D. This is listed as 'Discussion category : mathematics', which isn't a valid equation. So, definitely not this one!

Key Takeaways for Hyperbolas

So, what did we learn from this adventure, folks?

1. Identify the Orientation: The location of the vertex and focus is your biggest clue. If they lie on the y-axis, it's a vertical hyperbola ($\frac{y^2}{a^2} - \frac{x^2}{b^2} = 1$).
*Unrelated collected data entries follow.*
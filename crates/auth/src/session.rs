//! In-memory session state.
//!
//! Fields are read through accessors; mutation is crate-private and only
//! happens inside [`crate::AuthSessionManager`] transitions.

use chrono::{DateTime, Utc};
use serde::{Deserialize, Serialize};

use ums_core::TenantId;

use crate::{AuthError, UserProfile};

#[derive(Debug, Clone, Copy, Default, PartialEq, Eq, Hash, Serialize, Deserialize)]
pub enum AuthState {
    #[default]
    Anonymous,
    Authenticating,
    Authenticated,
    Refreshing,
    LoggingOut,
}

impl core::fmt::Display for AuthState {
    fn fmt(&self, f: &mut core::fmt::Formatter<'_>) -> core::fmt::Result {
        let label = match self {
            AuthState::Anonymous => "anonymous",
            AuthState::Authenticating => "authenticating",
            AuthState::Authenticated => "authenticated",
            AuthState::Refreshing => "refreshing",
            AuthState::LoggingOut => "logging_out",
        };
        f.write_str(label)
    }
}

#[derive(Debug, Clone, Default, PartialEq, Eq)]
pub struct Session {
    state: AuthState,
    profile: Option<UserProfile>,
    access_token: Option<String>,
    refresh_token: Option<String>,
    expires_at: Option<DateTime<Utc>>,
    is_authenticated: bool,
    error: Option<AuthError>,
}

impl Session {
    pub fn state(&self) -> AuthState {
        self.state
    }

    pub fn profile(&self) -> Option<&UserProfile> {
        self.profile.as_ref()
    }

    pub fn access_token(&self) -> Option<&str> {
        self.access_token.as_deref()
    }

    pub fn refresh_token(&self) -> Option<&str> {
        self.refresh_token.as_deref()
    }

    pub fn expires_at(&self) -> Option<DateTime<Utc>> {
        self.expires_at
    }

    pub fn is_authenticated(&self) -> bool {
        self.is_authenticated
    }

    /// Error recorded by the most recent transition, if it failed.
    pub fn error(&self) -> Option<&AuthError> {
        self.error.as_ref()
    }

    /// Tenant that entity screens should scope their queries to.
    pub fn active_tenant(&self) -> Option<TenantId> {
        self.profile.as_ref().map(|p| p.tenant_id)
    }

    /// Enter an in-flight state. Clears the previous error.
    pub(crate) fn begin(&mut self, state: AuthState) {
        self.state = state;
        self.error = None;
    }

    /// Credentials now valid; session is authenticated.
    pub(crate) fn establish(
        &mut self,
        profile: UserProfile,
        access_token: String,
        refresh_token: Option<String>,
        expires_at: Option<DateTime<Utc>>,
    ) {
        self.state = AuthState::Authenticated;
        self.profile = Some(profile);
        self.access_token = Some(access_token);
        self.refresh_token = refresh_token;
        self.expires_at = expires_at;
        self.is_authenticated = true;
    }

    /// Swap in a refreshed access token; refresh token and profile stay.
    pub(crate) fn replace_access_token(&mut self, access_token: String, expires_at: DateTime<Utc>) {
        self.state = AuthState::Authenticated;
        self.access_token = Some(access_token);
        self.expires_at = Some(expires_at);
        self.is_authenticated = true;
    }

    /// Drop all credentials and return to `Anonymous`. The error is kept.
    pub(crate) fn destroy(&mut self) {
        self.state = AuthState::Anonymous;
        self.profile = None;
        self.access_token = None;
        self.refresh_token = None;
        self.expires_at = None;
        self.is_authenticated = false;
    }

    pub(crate) fn record(&mut self, error: AuthError) {
        self.error = Some(error);
    }

    pub(crate) fn clear_error(&mut self) {
        self.error = None;
    }
}
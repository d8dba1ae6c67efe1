//! Wall-clock abstraction.
//!
//! Expiry decisions take `now` from a [`Clock`] rather than calling
//! `Utc::now()` directly, so tests can move time forward deterministically.

use std::sync::{Arc, RwLock};

use chrono::{DateTime, Duration, Utc};

pub trait Clock: Send + Sync {
    fn now(&self) -> DateTime<Utc>;
}

/// The real system clock.
#[derive(Debug, Default, Clone, Copy)]
pub struct SystemClock;

impl Clock for SystemClock {
    fn now(&self) -> DateTime<Utc> {
        Utc::now()
    }
}

/// A clock that only moves when told to.
///
/// Clones share the same instant.
#[derive(Debug, Clone)]
pub struct ManualClock {
    now: Arc<RwLock<DateTime<Utc>>>,
}

impl ManualClock {
    pub fn new(start: DateTime<Utc>) -> Self {
        Self {
            now: Arc::new(RwLock::new(start)),
        }
    }

    /// Start at the current system time, truncated to whole seconds.
    pub fn starting_now() -> Self {
        let secs = Utc::now().timestamp();
        Self::new(DateTime::from_timestamp(secs, 0).unwrap_or_default())
    }

    pub fn advance(&self, by: Duration) {
        if let Ok(mut now) = self.now.write() {
            *now += by;
        }
    }

    pub fn set(&self, to: DateTime<Utc>) {
        if let Ok(mut now) = self.now.write() {
            *now = to;
        }
    }
}

impl Clock for ManualClock {
    fn now(&self) -> DateTime<Utc> {
        match self.now.read() {
            Ok(now) => *now,
            Err(poisoned) => *poisoned.into_inner(),
        }
    }
}

impl<C> Clock for Arc<C>
where
    C: Clock + ?Sized,
{
    fn now(&self) -> DateTime<Utc> {
        (**self).now()
    }
}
If they lie on the x-axis, it's a horizontal hyperbola ($\frac{x^2}{a^2} - \frac{y^2}{b^2} = 1$).
2. Find 'a' and 'c': For a vertical hyperbola centered at the origin, vertices are $(0, \pm a)$ and foci are $(0, \pm c)$. For a horizontal one, vertices are $(\pm a, 0)$ and foci are $(\pm c, 0)$. The absolute values of the non-zero coordinates give you $a$ and $c$.
3. Use the Magic Formula: The relationship between $a$, $b$, and $c$ for hyperbolas is $c^2 = a^2 + b^2$. This is crucial for finding the missing piece, $b^2$.
4. Plug and Play: Once you have $a^2$ and $b^2$, plug them into the correct standard form equation based on the hyperbola's orientation.

Understanding these steps makes solving hyperbola problems a breeze. It's all about connecting the given information (vertex, focus) to the standard forms and using the fundamental relationships between $a$, $b$, and $c$. Keep practicing, and you'll be a hyperbola pro in no time! Remember, math is like a puzzle, and each piece of information helps you see the bigger picture. Keep those brains sharp!